## Entries provided
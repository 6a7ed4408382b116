//! Toast-style notification queue

use futures_signals::signal_vec::{MutableSignalVec, MutableVec};
use std::sync::Arc;

#[derive(Debug, Clone, Copy, PartialEq, Eq)]
pub enum NoticeLevel {
	Info,
	Success,
	Error,
}

/// One message for the user
#[derive(Debug, Clone, PartialEq, Eq)]
pub struct Notice {
	pub level: NoticeLevel,
	pub message: String,
	/// Secondary line, e.g. the rejected file name
	pub description: Option<String>,
}

impl Notice {
	pub fn new(level: NoticeLevel, message: impl Into<String>) -> Self {
		Self {
			level,
			message: message.into(),
			description: None,
		}
	}

	pub fn with_description(mut self, description: impl Into<String>) -> Self {
		self.description = Some(description.into());
		self
	}
}

/// Shared queue of pending notices
///
/// Cloning shares the queue. Renderers subscribe with
/// [`signal_vec`](Notifications::signal_vec) and remove what they showed
/// with [`drain`](Notifications::drain).
#[derive(Clone, Default)]
pub struct Notifications {
	items: Arc<MutableVec<Notice>>,
}

impl Notifications {
	pub fn new() -> Self {
		Self::default()
	}

	pub fn push(&self, notice: Notice) {
		tracing::debug!(level = ?notice.level, message = %notice.message, "notice");
		self.items.lock_mut().push_cloned(notice);
	}

	pub fn info(&self, message: impl Into<String>) {
		self.push(Notice::new(NoticeLevel::Info, message));
	}

	pub fn success(&self, message: impl Into<String>) {
		self.push(Notice::new(NoticeLevel::Success, message));
	}

	pub fn error(&self, message: impl Into<String>) {
		self.push(Notice::new(NoticeLevel::Error, message));
	}

	/// Current notices, oldest first
	pub fn snapshot(&self) -> Vec<Notice> {
		self.items.lock_ref().to_vec()
	}

	/// Removes and returns every pending notice
	pub fn drain(&self) -> Vec<Notice> {
		let mut items = self.items.lock_mut();
		let drained = items.to_vec();
		items.clear();
		drained
	}

	pub fn len(&self) -> usize {
		self.items.lock_ref().len()
	}

	pub fn is_empty(&self) -> bool {
		self.len() == 0
	}

	pub fn signal_vec(&self) -> MutableSignalVec<Notice> {
		self.items.signal_vec_cloned()
	}
}

impl std::fmt::Debug for Notifications {
	fn fmt(&self, f: &mut std::fmt::Formatter<'_>) -> std::fmt::Result {
		f.debug_struct("Notifications")
			.field("pending", &self.len())
			.finish()
	}
}

#[cfg(test)]
mod tests {
	use super::*;
	use rstest::rstest;

	#[rstest]
	fn test_clones_share_the_queue() {
		// Arrange
		let notifications = Notifications::new();
		let shared = notifications.clone();

		// Act
		shared.success("Update successfully");
		shared.error("Forbidden");

		// Assert
		let drained = notifications.drain();
		assert_eq!(drained.len(), 2);
		assert_eq!(drained[0].level, NoticeLevel::Success);
		assert_eq!(drained[1].message, "Forbidden");
		assert!(shared.is_empty());
	}
}
//! Profile and sign-up forms

use modeldesk_types::{ProfileUpdate, User, ValidationErrors};
use url::Url;

fn looks_like_email(value: &str) -> bool {
	let Some((local, domain)) = value.split_once('@') else {
		return false;
	};
	!local.is_empty()
		&& !domain.contains('@')
		&& !value.chars().any(char::is_whitespace)
		&& domain
			.split_once('.')
			.is_some_and(|(host, tld)| !host.is_empty() && !tld.is_empty() && !tld.ends_with('.'))
}

fn is_http_url(value: &str) -> bool {
	Url::parse(value).is_ok_and(|url| matches!(url.scheme(), "http" | "https") && url.host().is_some())
}

/// Editable profile of the current user
#[derive(Debug, Clone, Default, PartialEq, Eq)]
pub struct ProfileForm {
	pub email: String,
	pub avatar: String,
	pub roles: Vec<String>,
	pub groups: Vec<String>,
}

impl ProfileForm {
	/// Form values for `user`, absent fields empty
	pub fn from_user(user: &User) -> Self {
		Self {
			email: user.email.clone().unwrap_or_default(),
			avatar: user.avatar.clone().unwrap_or_default(),
			roles: user.roles().to_vec(),
			groups: user.groups().to_vec(),
		}
	}

	pub fn validate(&self) -> Result<(), ValidationErrors> {
		let mut errors = ValidationErrors::new();
		if self.email.trim().is_empty() {
			errors.add("email", "Please input your email.");
		} else if !looks_like_email(self.email.trim()) {
			errors.add("email", "Invalid email");
		}
		if !is_http_url(self.avatar.trim()) {
			errors.add("avatar", "Please enter a valid URL.");
		}
		errors.into_result()
	}

	/// Changed fields relative to `baseline`
	pub fn changes(&self, baseline: &ProfileForm) -> ProfileUpdate {
		ProfileUpdate {
			email: (self.email != baseline.email).then(|| self.email.trim().to_string()),
			avatar: (self.avatar != baseline.avatar).then(|| self.avatar.trim().to_string()),
			roles: (self.roles != baseline.roles).then(|| self.roles.clone()),
			groups: (self.groups != baseline.groups).then(|| self.groups.clone()),
		}
	}
}

/// Account registration input
#[derive(Debug, Clone, Default, PartialEq, Eq)]
pub struct SignUpForm {
	pub account: String,
	pub password: String,
	pub confirm_password: String,
}

impl SignUpForm {
	pub fn new(account: impl Into<String>, password: impl Into<String>, confirm_password: impl Into<String>) -> Self {
		Self {
			account: account.into(),
			password: password.into(),
			confirm_password: confirm_password.into(),
		}
	}

	/// Whether the submit control is enabled
	pub fn is_submittable(&self) -> bool {
		self.validate().is_ok()
	}

	pub fn validate(&self) -> Result<(), ValidationErrors> {
		let mut errors = ValidationErrors::new();
		if self.account.trim().is_empty() {
			errors.add("account", "is required");
		}
		if self.password.is_empty() {
			errors.add("password", "is required");
		}
		if self.password != self.confirm_password {
			errors.add("confirm_password", "does not match the password");
		}
		errors.into_result()
	}
}
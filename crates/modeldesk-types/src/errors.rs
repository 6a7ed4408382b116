//! Error types for the console
//!
//! Three families reach the user:
//! - transport errors from the API boundary ([`HttpError`]), carrying the
//!   server's category and code
//! - client-side validation failures ([`ValidationErrors`]) that block a
//!   submission before any request is sent
//! - JSON parse failures on Json-category fields ([`ConsoleError::JsonField`])

use serde::{Deserialize, Serialize};
use std::collections::BTreeMap;
use std::fmt;
use thiserror::Error;

/// Normalized error from the REST API
#[derive(Debug, Clone, Default, PartialEq, Eq, Serialize, Deserialize)]
pub struct HttpError {
	/// HTTP status, 0 when the request never reached the server
	#[serde(default)]
	pub status: u16,
	pub message: String,
	#[serde(default, skip_serializing_if = "Option::is_none")]
	pub category: Option<String>,
	#[serde(default, skip_serializing_if = "Option::is_none")]
	pub code: Option<String>,
	/// Client-side failure (timeout, connection reset, undecodable body)
	#[serde(default)]
	pub exception: bool,
}

impl HttpError {
	pub fn new(status: u16, message: impl Into<String>) -> Self {
		Self {
			status,
			message: message.into(),
			..Default::default()
		}
	}

	/// Error raised before a response was received or while decoding it
	pub fn exception(message: impl Into<String>) -> Self {
		Self {
			message: message.into(),
			exception: true,
			..Default::default()
		}
	}

	pub fn with_category(mut self, category: impl Into<String>) -> Self {
		self.category = Some(category.into());
		self
	}

	pub fn with_code(mut self, code: impl Into<String>) -> Self {
		self.code = Some(code.into());
		self
	}

	/// Whether the server tagged this error with `category`
	pub fn is_category(&self, category: &str) -> bool {
		self.category.as_deref() == Some(category)
	}

	/// Whether the server tagged this error with `code`
	pub fn is_code(&self, code: &str) -> bool {
		self.code.as_deref() == Some(code)
	}
}

impl fmt::Display for HttpError {
	fn fmt(&self, f: &mut fmt::Formatter<'_>) -> fmt::Result {
		f.write_str(&self.message)?;
		if let Some(category) = self.category.as_deref().filter(|c| !c.is_empty()) {
			write!(f, " [{}]", category.to_uppercase())?;
		}
		if let Some(code) = self.code.as_deref().filter(|c| !c.is_empty()) {
			write!(f, " [{}]", code)?;
		}
		Ok(())
	}
}

impl std::error::Error for HttpError {}

/// Field-level validation failures, keyed by field name
#[derive(Debug, Clone, Default, PartialEq, Eq)]
pub struct ValidationErrors {
	fields: BTreeMap<String, String>,
}

impl ValidationErrors {
	pub fn new() -> Self {
		Self::default()
	}

	pub fn add(&mut self, field: impl Into<String>, message: impl Into<String>) {
		self.fields.insert(field.into(), message.into());
	}

	pub fn is_empty(&self) -> bool {
		self.fields.is_empty()
	}

	pub fn len(&self) -> usize {
		self.fields.len()
	}

	pub fn get(&self, field: &str) -> Option<&str> {
		self.fields.get(field).map(String::as_str)
	}

	pub fn fields(&self) -> impl Iterator<Item = (&str, &str)> {
		self.fields.iter().map(|(k, v)| (k.as_str(), v.as_str()))
	}

	/// `Ok(())` when empty, `Err(self)` otherwise
	pub fn into_result(self) -> Result<(), Self> {
		if self.is_empty() { Ok(()) } else { Err(self) }
	}
}

impl fmt::Display for ValidationErrors {
	fn fmt(&self, f: &mut fmt::Formatter<'_>) -> fmt::Result {
		let mut first = true;
		for (field, message) in &self.fields {
			if !first {
				f.write_str("; ")?;
			}
			write!(f, "{}: {}", field, message)?;
			first = false;
		}
		Ok(())
	}
}

impl std::error::Error for ValidationErrors {}

/// Console error type
#[derive(Debug, Error)]
pub enum ConsoleError {
	/// Transport or server error
	#[error("{0}")]
	Http(#[from] HttpError),

	/// Client-side validation failed; nothing was sent
	#[error("Validation error: {0}")]
	Validation(#[from] ValidationErrors),

	/// A Json-category field does not contain valid JSON
	#[error("Invalid JSON in field '{field}': {message}")]
	JsonField { field: String, message: String },

	/// The schema of the model has not been loaded yet
	#[error("Schema for model '{0}' is not loaded")]
	NoSchema(String),

	/// Form rules derived for one model were applied to another
	#[error("Form rules were derived for model '{expected}', not '{actual}'")]
	StaleValidator { expected: String, actual: String },

	/// The same action is already running
	#[error("{0} is already in progress")]
	Busy(String),

	/// Preference storage failure
	#[error("Storage error: {0}")]
	Storage(String),

	/// Invalid user input outside of a schema-driven form
	#[error("Invalid input: {0}")]
	InvalidInput(String),
}

impl ConsoleError {
	/// The wrapped API error, if any
	pub fn as_http(&self) -> Option<&HttpError> {
		match self {
			ConsoleError::Http(err) => Some(err),
			_ => None,
		}
	}
}

/// Result type for console operations
pub type ConsoleResult<T> = Result<T, ConsoleError>;
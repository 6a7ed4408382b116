//! Table cell rendering
//!
//! [`render_cell`] maps a field schema and a raw value to a toolkit-neutral
//! [`RenderedCell`]. The view layer only has to draw the variants of
//! [`CellView`].

use crate::schema::value_text;
use chrono::{DateTime, NaiveDateTime};
use modeldesk_types::{Category, Schema};
use serde_json::Value;

/// Characters kept in the preview of a collapsed cell without `max_width`
pub const PREVIEW_CHARS: usize = 30;

/// Text shown for an empty date
pub const EMPTY_DATE: &str = "--";

const DATE_DISPLAY_FORMAT: &str = "%Y-%m-%d %H:%M:%S";

/// Two-state badge
#[derive(Debug, Clone, Copy, PartialEq, Eq)]
pub enum Badge {
	Active,
	Inactive,
	Success,
	Failed,
}

/// Kind of preformatted block
#[derive(Debug, Clone, Copy, PartialEq, Eq)]
pub enum BlockKind {
	Json,
	Code,
}

/// What to draw in a cell
#[derive(Debug, Clone, PartialEq)]
pub enum CellView {
	/// Blank cell
	Empty,
	/// Layout spacer, draws nothing
	Spacer,
	Text(String),
	Flag(bool),
	Badge(Badge),
	Tags(Vec<String>),
	Block { kind: BlockKind, text: String },
	/// Large value behind a popover
	Collapsed {
		preview: String,
		chars: usize,
		full: Box<CellView>,
	},
}

/// Layout hints carried alongside the view
#[derive(Debug, Clone, Copy, Default, PartialEq, Eq)]
pub struct StyleHint {
	pub fixed: bool,
	pub max_width: Option<usize>,
}

#[derive(Debug, Clone, PartialEq)]
pub struct RenderedCell {
	pub view: CellView,
	pub style: StyleHint,
}

/// Renders one cell
///
/// # Examples
///
/// ```
/// use modeldesk_core::cell::{render_cell, Badge, CellView};
/// use modeldesk_types::{Category, Schema};
/// use serde_json::json;
///
/// let schema = Schema::new("status", Category::Status);
/// let cell = render_cell(&schema, Some(&json!(1)));
/// assert_eq!(cell.view, CellView::Badge(Badge::Active));
/// ```
pub fn render_cell(schema: &Schema, value: Option<&Value>) -> RenderedCell {
	let style = StyleHint {
		fixed: schema.fixed,
		max_width: schema.max_width,
	};
	let view = match value {
		_ if schema.category == Category::Placeholder => CellView::Spacer,
		None | Some(Value::Null) => CellView::Empty,
		Some(value) if schema.hidden_values.contains(&value_text(value)) => CellView::Empty,
		Some(value) => collapse(schema, render_value(schema.category, value)),
	};
	RenderedCell { view, style }
}

fn render_value(category: Category, value: &Value) -> CellView {
	match category {
		Category::String | Category::Number => CellView::Text(value_text(value)),
		Category::Boolean => CellView::Flag(truthy(value)),
		Category::Bytes => CellView::Text(number_or_text(value, format_bytes)),
		Category::ByteSize => CellView::Text(number_or_text(value, format_byte_size)),
		Category::Status => CellView::Badge(if value_text(value) == "1" {
			Badge::Active
		} else {
			Badge::Inactive
		}),
		Category::Result => CellView::Badge(if value_text(value) == "1" {
			Badge::Failed
		} else {
			Badge::Success
		}),
		Category::Strings => CellView::Tags(tags(value)),
		Category::Date => CellView::Text(format_date(&value_text(value))),
		Category::Json => CellView::Block {
			kind: BlockKind::Json,
			text: pretty_json(value),
		},
		Category::Code => CellView::Block {
			kind: BlockKind::Code,
			text: match value {
				Value::String(s) => s.clone(),
				other => serde_json::to_string_pretty(other).unwrap_or_else(|_| other.to_string()),
			},
		},
		Category::Placeholder => CellView::Spacer,
	}
}

fn collapse(schema: &Schema, view: CellView) -> CellView {
	let text = match &view {
		CellView::Text(text) | CellView::Block { text, .. } => text,
		CellView::Empty
		| CellView::Spacer
		| CellView::Flag(_)
		| CellView::Badge(_)
		| CellView::Tags(_)
		| CellView::Collapsed { .. } => return view,
	};
	let chars = text.chars().count();
	let too_wide = schema.max_width.is_some_and(|width| chars > width);
	if chars == 0 || !(schema.popover || too_wide) {
		return view;
	}
	let keep = schema.max_width.unwrap_or(PREVIEW_CHARS);
	let mut preview: String = text.chars().take(keep).collect();
	if chars > keep {
		preview.push('…');
	}
	CellView::Collapsed {
		preview,
		chars,
		full: Box::new(view),
	}
}

fn truthy(value: &Value) -> bool {
	match value {
		Value::Bool(b) => *b,
		Value::Number(n) => n.as_f64().is_some_and(|n| n != 0.0),
		Value::String(s) => matches!(s.trim(), "1" | "true" | "TRUE" | "True"),
		Value::Null | Value::Array(_) | Value::Object(_) => false,
	}
}

fn number_or_text(value: &Value, format: fn(f64) -> String) -> String {
	let number = match value {
		Value::Number(n) => n.as_f64(),
		Value::String(s) => s.trim().parse::<f64>().ok(),
		_ => None,
	};
	number.map(format).unwrap_or_else(|| value_text(value))
}

fn tags(value: &Value) -> Vec<String> {
	match value {
		Value::Array(values) => values
			.iter()
			.map(value_text)
			.filter(|s| !s.is_empty())
			.collect(),
		Value::String(s) => s
			.split(',')
			.map(str::trim)
			.filter(|s| !s.is_empty())
			.map(str::to_string)
			.collect(),
		other => vec![value_text(other)],
	}
}

/// Pretty-prints a JSON value, parsing it first when it is a string
///
/// Strings that are not valid JSON are returned unchanged.
pub fn pretty_json(value: &Value) -> String {
	let parsed;
	let value = match value {
		Value::String(raw) => match serde_json::from_str::<Value>(raw) {
			Ok(v) => {
				parsed = v;
				&parsed
			}
			Err(_) => return raw.clone(),
		},
		other => other,
	};
	serde_json::to_string_pretty(value).unwrap_or_else(|_| value.to_string())
}

fn format_units(value: f64, base: f64, units: &[&str]) -> String {
	if value.abs() < base {
		return format!("{} {}", value, units[0]);
	}
	let mut scaled = value;
	let mut unit = 0;
	while scaled.abs() >= base && unit + 1 < units.len() {
		scaled /= base;
		unit += 1;
	}
	format!("{:.1} {}", scaled, units[unit])
}

/// Byte count with decimal units (base 1000)
pub fn format_bytes(value: f64) -> String {
	format_units(value, 1000.0, &["B", "KB", "MB", "GB", "TB"])
}

/// Byte count with binary units (base 1024)
pub fn format_byte_size(value: f64) -> String {
	format_units(value, 1024.0, &["B", "KiB", "MiB", "GiB", "TiB"])
}

/// Timestamp as `YYYY-MM-DD HH:MM:SS` in its own offset
///
/// Empty input gives `--`; unparseable input is returned as is.
pub fn format_date(raw: &str) -> String {
	let raw = raw.trim();
	if raw.is_empty() {
		return EMPTY_DATE.to_string();
	}
	if let Ok(date) = DateTime::parse_from_rfc3339(raw) {
		return date.format(DATE_DISPLAY_FORMAT).to_string();
	}
	for format in ["%Y-%m-%dT%H:%M:%S%.f", "%Y-%m-%d %H:%M:%S%.f"] {
		if let Ok(date) = NaiveDateTime::parse_from_str(raw, format) {
			return date.format(DATE_DISPLAY_FORMAT).to_string();
		}
	}
	raw.to_string()
}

## Description of the task
In the reply, include exactly the lines from the beginning of the entries above through the line holding "for the user", and nothing besides.

## Reply
repository 6a7ed4408382b116
//! Toast-style notification queue

use futures_signals::signal_vec::{MutableSignalVec, MutableVec};
use std::sync::Arc;

#[derive(Debug, Clone, Copy, PartialEq, Eq)]
pub enum NoticeLevel {
	Info,
	Success,
	Error,
}

/// One message for the user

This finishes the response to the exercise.